## The problem
How many lines of the listing contain the string "processed"? Only the number is wanted.

## Source data
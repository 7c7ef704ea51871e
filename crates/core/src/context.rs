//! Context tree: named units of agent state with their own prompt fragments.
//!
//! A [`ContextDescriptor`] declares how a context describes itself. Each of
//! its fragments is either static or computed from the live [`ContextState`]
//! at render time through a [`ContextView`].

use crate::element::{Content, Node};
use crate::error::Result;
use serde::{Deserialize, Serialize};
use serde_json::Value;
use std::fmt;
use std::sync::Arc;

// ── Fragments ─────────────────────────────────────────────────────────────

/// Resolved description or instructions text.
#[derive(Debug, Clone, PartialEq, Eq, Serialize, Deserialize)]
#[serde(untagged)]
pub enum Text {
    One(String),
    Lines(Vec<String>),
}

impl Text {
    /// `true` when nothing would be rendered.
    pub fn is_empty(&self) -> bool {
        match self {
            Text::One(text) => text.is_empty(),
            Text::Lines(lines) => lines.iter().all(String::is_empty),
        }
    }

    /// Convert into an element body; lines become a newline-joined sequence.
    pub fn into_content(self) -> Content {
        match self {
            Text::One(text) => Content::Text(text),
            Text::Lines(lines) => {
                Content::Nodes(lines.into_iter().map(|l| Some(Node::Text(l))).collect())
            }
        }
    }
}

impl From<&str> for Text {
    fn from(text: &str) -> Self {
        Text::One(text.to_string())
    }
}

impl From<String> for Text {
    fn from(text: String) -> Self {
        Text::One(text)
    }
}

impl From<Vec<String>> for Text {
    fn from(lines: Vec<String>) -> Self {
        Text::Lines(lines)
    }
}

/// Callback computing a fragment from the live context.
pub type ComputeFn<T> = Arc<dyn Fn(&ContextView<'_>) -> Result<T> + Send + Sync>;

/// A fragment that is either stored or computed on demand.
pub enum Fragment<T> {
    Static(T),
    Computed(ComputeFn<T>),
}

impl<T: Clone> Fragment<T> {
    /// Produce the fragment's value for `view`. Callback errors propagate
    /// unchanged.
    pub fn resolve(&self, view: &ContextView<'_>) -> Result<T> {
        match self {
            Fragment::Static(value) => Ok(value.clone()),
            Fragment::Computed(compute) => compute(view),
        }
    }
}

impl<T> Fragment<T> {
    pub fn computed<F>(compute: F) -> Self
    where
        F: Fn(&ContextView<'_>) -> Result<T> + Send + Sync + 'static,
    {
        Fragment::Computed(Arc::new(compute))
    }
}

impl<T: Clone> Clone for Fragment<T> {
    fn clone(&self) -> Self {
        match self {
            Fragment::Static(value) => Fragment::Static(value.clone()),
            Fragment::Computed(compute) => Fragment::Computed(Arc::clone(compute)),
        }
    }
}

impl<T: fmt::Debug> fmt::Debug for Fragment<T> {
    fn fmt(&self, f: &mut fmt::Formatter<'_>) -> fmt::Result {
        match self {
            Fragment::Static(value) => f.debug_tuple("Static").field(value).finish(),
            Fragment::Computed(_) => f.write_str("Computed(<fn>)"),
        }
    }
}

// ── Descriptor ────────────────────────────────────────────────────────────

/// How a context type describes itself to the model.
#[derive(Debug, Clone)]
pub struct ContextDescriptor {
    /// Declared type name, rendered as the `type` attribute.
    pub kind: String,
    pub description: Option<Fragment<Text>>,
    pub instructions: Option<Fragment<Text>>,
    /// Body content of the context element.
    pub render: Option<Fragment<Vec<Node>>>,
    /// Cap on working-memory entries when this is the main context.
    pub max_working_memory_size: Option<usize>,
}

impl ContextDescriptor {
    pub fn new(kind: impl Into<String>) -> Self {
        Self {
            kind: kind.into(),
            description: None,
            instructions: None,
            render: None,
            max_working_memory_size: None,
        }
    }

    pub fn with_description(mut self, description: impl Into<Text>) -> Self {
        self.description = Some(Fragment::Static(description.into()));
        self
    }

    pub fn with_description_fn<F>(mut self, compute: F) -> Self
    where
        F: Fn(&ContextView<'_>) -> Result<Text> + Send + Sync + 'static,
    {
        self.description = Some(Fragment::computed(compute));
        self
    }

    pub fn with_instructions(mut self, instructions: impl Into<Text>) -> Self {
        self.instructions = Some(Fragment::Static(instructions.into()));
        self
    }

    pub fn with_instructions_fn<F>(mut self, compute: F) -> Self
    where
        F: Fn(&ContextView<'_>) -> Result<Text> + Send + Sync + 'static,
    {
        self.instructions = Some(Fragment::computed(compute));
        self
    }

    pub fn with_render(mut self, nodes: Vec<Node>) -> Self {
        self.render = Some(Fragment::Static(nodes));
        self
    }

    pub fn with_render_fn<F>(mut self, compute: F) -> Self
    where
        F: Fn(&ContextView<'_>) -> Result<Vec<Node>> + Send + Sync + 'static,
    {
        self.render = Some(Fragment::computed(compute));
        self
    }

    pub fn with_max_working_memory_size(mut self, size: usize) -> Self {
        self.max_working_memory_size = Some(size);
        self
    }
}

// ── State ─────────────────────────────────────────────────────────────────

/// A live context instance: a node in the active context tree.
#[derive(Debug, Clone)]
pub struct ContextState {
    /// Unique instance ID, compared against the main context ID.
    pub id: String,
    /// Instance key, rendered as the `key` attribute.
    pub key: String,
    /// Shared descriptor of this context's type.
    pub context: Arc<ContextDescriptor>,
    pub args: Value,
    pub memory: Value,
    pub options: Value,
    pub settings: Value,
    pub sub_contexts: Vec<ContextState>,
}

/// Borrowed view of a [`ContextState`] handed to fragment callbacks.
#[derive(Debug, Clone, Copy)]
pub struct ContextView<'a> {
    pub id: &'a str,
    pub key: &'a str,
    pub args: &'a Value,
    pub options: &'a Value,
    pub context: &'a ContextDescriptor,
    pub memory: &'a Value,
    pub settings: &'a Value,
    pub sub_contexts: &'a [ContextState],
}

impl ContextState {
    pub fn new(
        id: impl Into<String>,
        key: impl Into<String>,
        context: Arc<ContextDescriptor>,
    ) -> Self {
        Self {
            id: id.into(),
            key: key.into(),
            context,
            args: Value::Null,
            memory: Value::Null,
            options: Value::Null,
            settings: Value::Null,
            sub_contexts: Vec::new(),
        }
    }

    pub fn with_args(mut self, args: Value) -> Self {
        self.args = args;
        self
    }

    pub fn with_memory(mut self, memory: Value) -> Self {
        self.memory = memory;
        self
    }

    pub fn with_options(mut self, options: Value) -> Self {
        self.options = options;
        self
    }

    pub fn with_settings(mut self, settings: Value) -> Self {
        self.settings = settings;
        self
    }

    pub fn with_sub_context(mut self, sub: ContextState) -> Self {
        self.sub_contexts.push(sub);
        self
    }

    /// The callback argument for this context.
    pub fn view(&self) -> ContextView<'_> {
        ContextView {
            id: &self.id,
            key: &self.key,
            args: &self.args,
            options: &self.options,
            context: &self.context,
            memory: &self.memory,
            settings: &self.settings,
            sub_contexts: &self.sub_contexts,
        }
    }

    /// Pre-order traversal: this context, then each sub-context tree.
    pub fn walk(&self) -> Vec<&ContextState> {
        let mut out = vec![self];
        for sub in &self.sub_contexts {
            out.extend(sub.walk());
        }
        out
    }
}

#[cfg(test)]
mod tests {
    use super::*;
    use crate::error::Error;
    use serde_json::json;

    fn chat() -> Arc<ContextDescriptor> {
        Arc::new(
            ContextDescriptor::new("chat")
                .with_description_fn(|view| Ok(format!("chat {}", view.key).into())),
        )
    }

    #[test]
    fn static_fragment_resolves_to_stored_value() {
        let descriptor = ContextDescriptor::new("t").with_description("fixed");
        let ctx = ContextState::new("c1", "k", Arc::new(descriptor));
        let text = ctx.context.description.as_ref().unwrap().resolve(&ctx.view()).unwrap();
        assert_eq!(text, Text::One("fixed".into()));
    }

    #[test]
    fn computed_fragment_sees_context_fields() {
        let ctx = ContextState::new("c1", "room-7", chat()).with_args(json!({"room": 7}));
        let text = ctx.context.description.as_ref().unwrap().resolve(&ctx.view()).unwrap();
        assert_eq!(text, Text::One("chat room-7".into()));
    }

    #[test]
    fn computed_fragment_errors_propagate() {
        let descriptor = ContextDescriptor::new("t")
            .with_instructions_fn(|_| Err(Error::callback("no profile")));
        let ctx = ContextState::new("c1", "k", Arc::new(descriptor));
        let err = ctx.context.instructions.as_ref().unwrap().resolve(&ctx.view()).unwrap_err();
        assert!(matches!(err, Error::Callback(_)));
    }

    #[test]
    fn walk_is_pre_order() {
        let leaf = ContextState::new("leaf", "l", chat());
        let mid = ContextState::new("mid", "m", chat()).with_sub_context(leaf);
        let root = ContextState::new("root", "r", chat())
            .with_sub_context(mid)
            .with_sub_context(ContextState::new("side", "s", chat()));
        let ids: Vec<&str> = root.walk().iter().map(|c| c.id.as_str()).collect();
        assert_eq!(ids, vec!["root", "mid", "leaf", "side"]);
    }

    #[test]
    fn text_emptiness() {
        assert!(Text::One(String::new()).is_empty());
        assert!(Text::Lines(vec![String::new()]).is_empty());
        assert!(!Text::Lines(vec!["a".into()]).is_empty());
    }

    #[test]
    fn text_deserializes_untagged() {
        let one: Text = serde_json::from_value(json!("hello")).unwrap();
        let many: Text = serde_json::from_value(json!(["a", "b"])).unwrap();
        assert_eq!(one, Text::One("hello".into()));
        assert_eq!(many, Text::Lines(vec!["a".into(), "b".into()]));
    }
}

--

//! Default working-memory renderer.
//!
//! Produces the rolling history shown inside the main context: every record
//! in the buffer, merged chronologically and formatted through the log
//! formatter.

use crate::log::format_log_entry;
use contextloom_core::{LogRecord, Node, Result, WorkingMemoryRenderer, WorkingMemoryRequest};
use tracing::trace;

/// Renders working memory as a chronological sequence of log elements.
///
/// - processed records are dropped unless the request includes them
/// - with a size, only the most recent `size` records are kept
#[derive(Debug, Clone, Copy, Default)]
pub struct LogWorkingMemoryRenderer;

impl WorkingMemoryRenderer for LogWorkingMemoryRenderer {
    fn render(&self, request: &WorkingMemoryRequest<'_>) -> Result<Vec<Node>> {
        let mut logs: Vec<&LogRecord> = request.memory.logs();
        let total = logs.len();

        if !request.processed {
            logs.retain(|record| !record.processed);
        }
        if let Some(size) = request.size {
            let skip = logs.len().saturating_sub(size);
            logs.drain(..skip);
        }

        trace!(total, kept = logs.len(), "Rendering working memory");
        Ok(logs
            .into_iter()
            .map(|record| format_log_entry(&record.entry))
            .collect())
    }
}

## Answer space
3